((

#[cfg(test)]
mod tests {
    use super::*;
    use crate::value::Kind;

    #[test]
    fn measure_matches_emitted_length() {
        let keys = [Argdata::str("name"), Argdata::str("flags")];
        let inner = [Argdata::int(1u8), Argdata::int(-300i64)];
        let values = [Argdata::str(String::from("demo")), Argdata::seq(&inner)];
        let tree = Argdata::map(&keys, &values);

        let m = measure(&tree).unwrap();
        let (buf, fds) = serialize_to_vec(&tree).unwrap();
        assert_eq!(buf.len(), m.buffer_len);
        assert_eq!(fds.len(), m.fd_count);
        assert_eq!(m.fd_count, 0);
    }

    #[test]
    fn repeated_descriptor_occupies_one_slot() {
        let entries = [Argdata::fd(5), Argdata::fd(5), Argdata::fd(5)];
        let tree = Argdata::seq(&entries);
        let (buf, fds) = serialize_to_vec(&tree).unwrap();
        assert_eq!(fds, vec![5]);

        // All three occurrences decode back to slot 0.
        let decoded = Argdata::encoded(&buf);
        let mut it = decoded.seq_iter().unwrap();
        for _ in 0..3 {
            assert_eq!(it.next().unwrap().unwrap().get_fd().unwrap(), 0);
        }
        assert!(it.next().is_none());
    }

    #[test]
    fn slot_order_is_first_encounter_order() {
        // Descriptors A, B, A, C must produce the array [A, B, C].
        let entries = [
            Argdata::fd(30),
            Argdata::fd(10),
            Argdata::fd(30),
            Argdata::fd(20),
        ];
        let tree = Argdata::seq(&entries);
        let (buf, fds) = serialize_to_vec(&tree).unwrap();
        assert_eq!(fds, vec![30, 10, 20]);

        let decoded = Argdata::encoded(&buf);
        let mut it = decoded.seq_iter().unwrap();
        let mut slots = Vec::new();
        while let Some(entry) = it.next() {
            slots.push(entry.unwrap().get_fd().unwrap());
        }
        assert_eq!(slots, vec![0, 1, 0, 2]);
    }

    #[test]
    fn descriptors_in_nested_maps_are_counted() {
        let keys = [Argdata::str("in"), Argdata::str("out")];
        let values = [Argdata::fd(0), Argdata::fd(1)];
        let map = Argdata::map(&keys, &values);
        let entries = [map.clone(), Argdata::fd(0)];
        let tree = Argdata::seq(&entries);

        let m = measure(&tree).unwrap();
        assert_eq!(m.fd_count, 2);
        let (_, fds) = serialize_to_vec(&tree).unwrap();
        assert_eq!(fds, vec![0, 1]);
    }

    #[test]
    fn string_with_interior_nul_fails_serialization() {
        // No byte stream can hold this string and decode back to it, so the
        // serializer refuses instead of emitting a buffer whose own get_str
        // would fail.
        let tree = Argdata::str("a\0b");
        assert_eq!(measure(&tree).unwrap_err(), Error::EmbeddedNul);
        assert_eq!(serialize_to_vec(&tree).unwrap_err(), Error::EmbeddedNul);

        let entries = [Argdata::null(), Argdata::str(String::from("x\0"))];
        let tree = Argdata::seq(&entries);
        assert_eq!(serialize_to_vec(&tree).unwrap_err(), Error::EmbeddedNul);
    }

    #[test]
    fn valid_pre_encoded_value_is_embedded_verbatim() {
        let (inner_buf, _) = serialize_to_vec(&Argdata::str("nested")).unwrap();
        let entries = [Argdata::encoded(&inner_buf), Argdata::int(1u8)];
        let tree = Argdata::seq(&entries);
        let (buf, _) = serialize_to_vec(&tree).unwrap();

        let decoded = Argdata::encoded(&buf);
        let mut it = decoded.seq_iter().unwrap();
        assert_eq!(it.next().unwrap().unwrap().get_str().unwrap(), "nested");
        assert_eq!(it.next().unwrap().unwrap().get_int::<u8>().unwrap(), 1);
    }

    #[test]
    fn malformed_pre_encoded_value_aborts_serialization() {
        let bad = [0x7c, 0x01];
        let entries = [Argdata::encoded(&bad)];
        let tree = Argdata::seq(&entries);
        assert_eq!(measure(&tree).unwrap_err(), Error::InvalidEncodedValue);
        assert_eq!(
            serialize_to_vec(&tree).unwrap_err(),
            Error::InvalidEncodedValue
        );
    }

    #[test]
    fn pre_encoded_value_with_trailing_bytes_rejected() {
        let mut bytes = Vec::new();
        let (buf, _) = serialize_to_vec(&Argdata::null()).unwrap();
        bytes.extend_from_slice(&buf);
        bytes.push(0xaa);
        let tree = Argdata::encoded(&bytes);
        assert_eq!(measure(&tree).unwrap_err(), Error::InvalidEncodedValue);
    }

    #[test]
    fn pre_encoded_descriptor_rejected() {
        // fd slot 0, hand-encoded; its slot numbering belongs to some other
        // serialization and cannot be embedded.
        let bytes = [tag::FD, 4, 0, 0, 0, 0];
        let tree = Argdata::encoded(&bytes);
        assert_eq!(measure(&tree).unwrap_err(), Error::FdInEncodedValue);

        // Also when buried inside a pre-encoded sequence.
        let nested = [tag::SEQ, 6, tag::FD, 4, 0, 0, 0, 0];
        let tree = Argdata::encoded(&nested);
        assert_eq!(measure(&tree).unwrap_err(), Error::FdInEncodedValue);
    }

    #[test]
    fn deeply_nested_pre_encoded_value_validates_without_overflow() {
        // Well-formed nesting far beyond any sane tree; validation must
        // complete (and succeed), not exhaust the call stack.
        let mut bytes = vec![tag::NULL];
        for _ in 0..10_000 {
            let (prefix, n) = varint::encode(bytes.len() as u64);
            let mut outer = Vec::with_capacity(1 + n + bytes.len());
            outer.push(tag::SEQ);
            outer.extend_from_slice(&prefix[..n]);
            outer.extend_from_slice(&bytes);
            bytes = outer;
        }
        let tree = Argdata::encoded(&bytes);
        let m = measure(&tree).unwrap();
        assert_eq!(m.buffer_len, bytes.len());

        // A descriptor buried at the bottom is still found.
        let mut bytes = vec![tag::FD, 4, 0, 0, 0, 0];
        for _ in 0..10_000 {
            let (prefix, n) = varint::encode(bytes.len() as u64);
            let mut outer = Vec::with_capacity(1 + n + bytes.len());
            outer.push(tag::SEQ);
            outer.extend_from_slice(&prefix[..n]);
            outer.extend_from_slice(&bytes);
            bytes = outer;
        }
        let tree = Argdata::encoded(&bytes);
        assert_eq!(measure(&tree).unwrap_err(), Error::FdInEncodedValue);
    }

    #[test]
    fn pre_encoded_map_with_odd_entry_count_rejected() {
        let bytes = [tag::MAP, 1, tag::NULL];
        let tree = Argdata::encoded(&bytes);
        assert_eq!(measure(&tree).unwrap_err(), Error::InvalidEncodedValue);
    }

    #[test]
    #[should_panic(expected = "not sized by measure")]
    fn undersized_buffer_panics() {
        let tree = Argdata::str("hello");
        let mut buf = vec![0u8; 2];
        let mut fds: [u32; 0] = [];
        let _ = serialize(&tree, &mut buf, &mut fds);
    }

    #[test]
    fn scalar_wire_bytes_are_stable() {
        let (buf, _) = serialize_to_vec(&Argdata::null()).unwrap();
        assert_eq!(buf, vec![tag::NULL]);

        let (buf, _) = serialize_to_vec(&Argdata::boolean(true)).unwrap();
        assert_eq!(buf, vec![tag::TRUE]);

        let (buf, _) = serialize_to_vec(&Argdata::int(0u8)).unwrap();
        assert_eq!(buf, vec![tag::INT_POS, 0]);

        let (buf, _) = serialize_to_vec(&Argdata::int(-2i8)).unwrap();
        assert_eq!(buf, vec![tag::INT_NEG, 1, 0x02]);

        let (buf, _) = serialize_to_vec(&Argdata::str("hi")).unwrap();
        assert_eq!(buf, vec![tag::STR, 3, b'h', b'i', 0]);

        let (buf, fds) = serialize_to_vec(&Argdata::fd(9)).unwrap();
        assert_eq!(buf, vec![tag::FD, 4, 0, 0, 0, 0]);
        assert_eq!(fds, vec![9]);
    }

    #[test]
    fn round_trip_preserves_structure_and_kinds() {
        let seq_entries = [Argdata::float(2.5), Argdata::timestamp(1_600_000_000, 42)];
        let keys = [Argdata::str("k1"), Argdata::str("k1")];
        let values = [Argdata::seq(&seq_entries), Argdata::binary(b"raw")];
        let tree = Argdata::map(&keys, &values);

        let (buf, _) = serialize_to_vec(&tree).unwrap();
        let decoded = Argdata::encoded(&buf);
        assert_eq!(decoded.kind().unwrap(), Kind::Map);

        let mut it = decoded.map_iter().unwrap();
        {
            let (k, v) = it.next().unwrap().unwrap();
            assert_eq!(k.get_str().unwrap(), "k1");
            let mut inner = v.seq_iter().unwrap();
            assert_eq!(inner.next().unwrap().unwrap().get_float().unwrap(), 2.5);
            let ts = inner.next().unwrap().unwrap().get_timestamp().unwrap();
            assert_eq!((ts.sec, ts.nsec), (1_600_000_000, 42));
        }
        {
            let (k, v) = it.next().unwrap().unwrap();
            assert_eq!(k.get_str().unwrap(), "k1");
            assert_eq!(v.get_binary().unwrap(), b"raw");
        }
        assert!(it.next().is_none());
    }
}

))

Show, from the listing above, every line holding the word "push".

Your solution ->
            slots.push(entry.unwrap().get_fd().unwrap());
        bytes.push(0xaa);
            outer.push(tag::SEQ);
            outer.push(tag::SEQ);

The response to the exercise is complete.